__Task prompt__. Your task is to copy the lines of the data below from the line holding "this needs clarification." through the line holding "pole is clearly", inclusive, exactly and with nothing added.

__Data shown__.

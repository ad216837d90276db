use crate::assessment::RawResponse;
use crate::error::{PersonaError, Result};
use crate::types::TraitKey;
use serde::{Deserialize, Serialize};
use std::collections::BTreeMap;

/// A pair whose ratings differ by less than this needs clarification.
pub const AMBIGUITY_THRESHOLD: i8 = 2;

/// Linear interpolation step: one point of rating difference moves the
/// resolved score 12.5 points from the 50 midpoint.
pub const SCORE_STEP: f64 = 12.5;

// ---------------------------------------------------------------------------
// UserTraits
// ---------------------------------------------------------------------------

/// The terminal artifact of the assessment phase: every trait key mapped to
/// a resolved score in [0, 100]. Fully populated by construction; the only
/// way to obtain one is through [`resolve`].
#[derive(Debug, Clone, PartialEq, Serialize, Deserialize)]
#[serde(transparent)]
pub struct UserTraits(BTreeMap<TraitKey, f64>);

impl UserTraits {
    pub fn get(&self, key: TraitKey) -> f64 {
        // Populated for every key by resolve().
        self.0[&key]
    }

    pub fn iter(&self) -> impl Iterator<Item = (TraitKey, f64)> + '_ {
        self.0.iter().map(|(k, v)| (*k, *v))
    }
}

// ---------------------------------------------------------------------------
// Score conversion
// ---------------------------------------------------------------------------

pub fn signed_difference(response: RawResponse) -> i8 {
    response.right as i8 - response.left as i8
}

/// True when both statements were rated comparably: neither pole is clearly
/// favored, so the pair cannot be scored automatically. Covers both genuine
/// neutrality (equal ratings) and near-contradiction (agreed or disagreed
/// with both). Incomplete pairs are not ambiguous, they are incomplete.
pub fn is_ambiguous(response: RawResponse) -> bool {
    response.is_complete() && signed_difference(response).abs() < AMBIGUITY_THRESHOLD
}

/// Map a signed rating difference in [-4, 4] linearly onto [0, 100]:
/// -4 -> 0 (strong left), 0 -> 50, +4 -> 100 (strong right).
pub fn convert(difference: i8) -> f64 {
    (50.0 + SCORE_STEP * f64::from(difference)).clamp(0.0, 100.0)
}

// ---------------------------------------------------------------------------
// Resolution
// ---------------------------------------------------------------------------

/// Reconcile raw response pairs (plus clarification overrides for ambiguous
/// traits) into a complete score vector.
///
/// Deterministic and idempotent: identical inputs yield byte-identical
/// output. Fails fast rather than guessing:
/// - any trait missing either rating -> `AssessmentIncomplete`
/// - any ambiguous trait without an override -> `ClarificationPending`
///
/// An override is consulted only for traits that are currently ambiguous;
/// overrides are never applied on top of an unambiguous pair.
pub fn resolve(
    responses: &BTreeMap<TraitKey, RawResponse>,
    clarifications: &BTreeMap<TraitKey, u8>,
) -> Result<UserTraits> {
    let total = TraitKey::all().len();
    let missing = TraitKey::all()
        .iter()
        .filter(|k| !responses.get(k).map(|r| r.is_complete()).unwrap_or(false))
        .count();
    if missing > 0 {
        return Err(PersonaError::AssessmentIncomplete { missing, total });
    }

    let mut scores = BTreeMap::new();
    let mut pending = Vec::new();
    for key in TraitKey::all() {
        let response = responses[key];
        if is_ambiguous(response) {
            match clarifications.get(key) {
                Some(value) => {
                    scores.insert(*key, f64::from(*value));
                }
                None => pending.push(*key),
            }
        } else {
            scores.insert(*key, convert(signed_difference(response)));
        }
    }

    if !pending.is_empty() {
        return Err(PersonaError::ClarificationPending(pending));
    }
    Ok(UserTraits(scores))
}

// ---------------------------------------------------------------------------
// Tests
// ---------------------------------------------------------------------------

#[cfg(test)]
mod tests {
    use super::*;

    fn full_responses(left: u8, right: u8) -> BTreeMap<TraitKey, RawResponse> {
        TraitKey::all()
            .iter()
            .map(|k| (*k, RawResponse { left, right }))
            .collect()
    }

    #[test]
    fn convert_maps_extremes_exactly() {
        assert_eq!(convert(-4), 0.0);
        assert_eq!(convert(-2), 25.0);
        assert_eq!(convert(0), 50.0);
        assert_eq!(convert(3), 87.5);
        assert_eq!(convert(4), 100.0);
    }

    #[test]
    fn clear_difference_is_not_ambiguous() {
        // left=5, right=1 -> difference -4 -> strong left
        let r = RawResponse { left: 5, right: 1 };
        assert!(!is_ambiguous(r));
        assert_eq!(convert(signed_difference(r)), 0.0);
    }

    #[test]
    fn equal_ratings_are_ambiguous_at_any_level() {
        for v in 1..=5u8 {
            assert!(is_ambiguous(RawResponse { left: v, right: v }));
        }
    }

    #[test]
    fn one_point_difference_is_ambiguous() {
        assert!(is_ambiguous(RawResponse { left: 4, right: 5 }));
        assert!(is_ambiguous(RawResponse { left: 2, right: 1 }));
    }

    #[test]
    fn two_point_difference_is_resolvable() {
        let r = RawResponse { left: 2, right: 4 };
        assert!(!is_ambiguous(r));
        assert_eq!(convert(signed_difference(r)), 75.0);
    }

    #[test]
    fn incomplete_pair_is_not_ambiguous() {
        assert!(!is_ambiguous(RawResponse { left: 3, right: 0 }));
        assert!(!is_ambiguous(RawResponse { left: 0, right: 0 }));
    }

    #[test]
    fn resolve_rejects_incomplete() {
        let mut responses = full_responses(5, 1);
        responses.insert(TraitKey::CalmIntense, RawResponse { left: 3, right: 0 });
        let err = resolve(&responses, &BTreeMap::new()).unwrap_err();
        assert!(matches!(
            err,
            PersonaError::AssessmentIncomplete { missing: 1, total: 15 }
        ));
    }

    #[test]
    fn resolve_requires_clarification_for_ambiguous() {
        let mut responses = full_responses(5, 1);
        responses.insert(TraitKey::SteadyBurst, RawResponse { left: 3, right: 3 });
        let err = resolve(&responses, &BTreeMap::new()).unwrap_err();
        match err {
            PersonaError::ClarificationPending(keys) => {
                assert_eq!(keys, vec![TraitKey::SteadyBurst]);
            }
            other => panic!("unexpected error: {other}"),
        }
    }

    #[test]
    fn clarification_value_passes_through_untransformed() {
        let mut responses = full_responses(5, 1);
        responses.insert(TraitKey::SteadyBurst, RawResponse { left: 3, right: 3 });
        let clarifications = BTreeMap::from([(TraitKey::SteadyBurst, 70u8)]);
        let traits = resolve(&responses, &clarifications).unwrap();
        assert_eq!(traits.get(TraitKey::SteadyBurst), 70.0);
        assert_eq!(traits.get(TraitKey::IntrovertExtrovert), 0.0);
    }

    #[test]
    fn override_ignored_for_unambiguous_trait() {
        let responses = full_responses(1, 5);
        let clarifications = BTreeMap::from([(TraitKey::CautiousBold, 10u8)]);
        let traits = resolve(&responses, &clarifications).unwrap();
        assert_eq!(traits.get(TraitKey::CautiousBold), 100.0);
    }

    #[test]
    fn resolve_is_idempotent() {
        let mut responses = full_responses(2, 4);
        responses.insert(TraitKey::ListenerSpeaker, RawResponse { left: 5, right: 5 });
        let clarifications = BTreeMap::from([(TraitKey::ListenerSpeaker, 33u8)]);

        let a = resolve(&responses, &clarifications).unwrap();
        let b = resolve(&responses, &clarifications).unwrap();
        assert_eq!(a, b);
        assert_eq!(
            serde_json::to_string(&a).unwrap(),
            serde_json::to_string(&b).unwrap()
        );
    }

    #[test]
    fn resolved_scores_follow_contract_formula() {
        // every |difference| >= 2 must equal clamp(50 + 12.5*d, 0, 100)
        for left in 1..=5u8 {
            for right in 1..=5u8 {
                let r = RawResponse { left, right };
                let d = signed_difference(r);
                if d.abs() >= 2 {
                    let expected = (50.0 + 12.5 * f64::from(d)).clamp(0.0, 100.0);
                    assert_eq!(convert(d), expected);
                }
            }
        }
    }

    #[test]
    fn user_traits_serialize_with_snake_case_keys() {
        let responses = full_responses(1, 5);
        let traits = resolve(&responses, &BTreeMap::new()).unwrap();
        let json = serde_json::to_string(&traits).unwrap();
        assert!(json.contains("\"introvert_extrovert\":100.0"));
    }
}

__Expected answer__.
/// A pair whose ratings differ by less than this needs clarification.
pub const AMBIGUITY_THRESHOLD: i8 = 2;

/// Linear interpolation step: one point of rating difference moves the
/// resolved score 12.5 points from the 50 midpoint.
pub const SCORE_STEP: f64 = 12.5;

// ---------------------------------------------------------------------------
// UserTraits
// ---------------------------------------------------------------------------

/// The terminal artifact of the assessment phase: every trait key mapped to
/// a resolved score in [0, 100]. Fully populated by construction; the only
/// way to obtain one is through [`resolve`].
#[derive(Debug, Clone, PartialEq, Serialize, Deserialize)]
#[serde(transparent)]
pub struct UserTraits(BTreeMap<TraitKey, f64>);

impl UserTraits {
    pub fn get(&self, key: TraitKey) -> f64 {
        // Populated for every key by resolve().
        self.0[&key]
    }

    pub fn iter(&self) -> impl Iterator<Item = (TraitKey, f64)> + '_ {
        self.0.iter().map(|(k, v)| (*k, *v))
    }
}

// ---------------------------------------------------------------------------
// Score conversion
// ---------------------------------------------------------------------------

pub fn signed_difference(response: RawResponse) -> i8 {
    response.right as i8 - response.left as i8
}

/// True when both statements were rated comparably: neither pole is clearly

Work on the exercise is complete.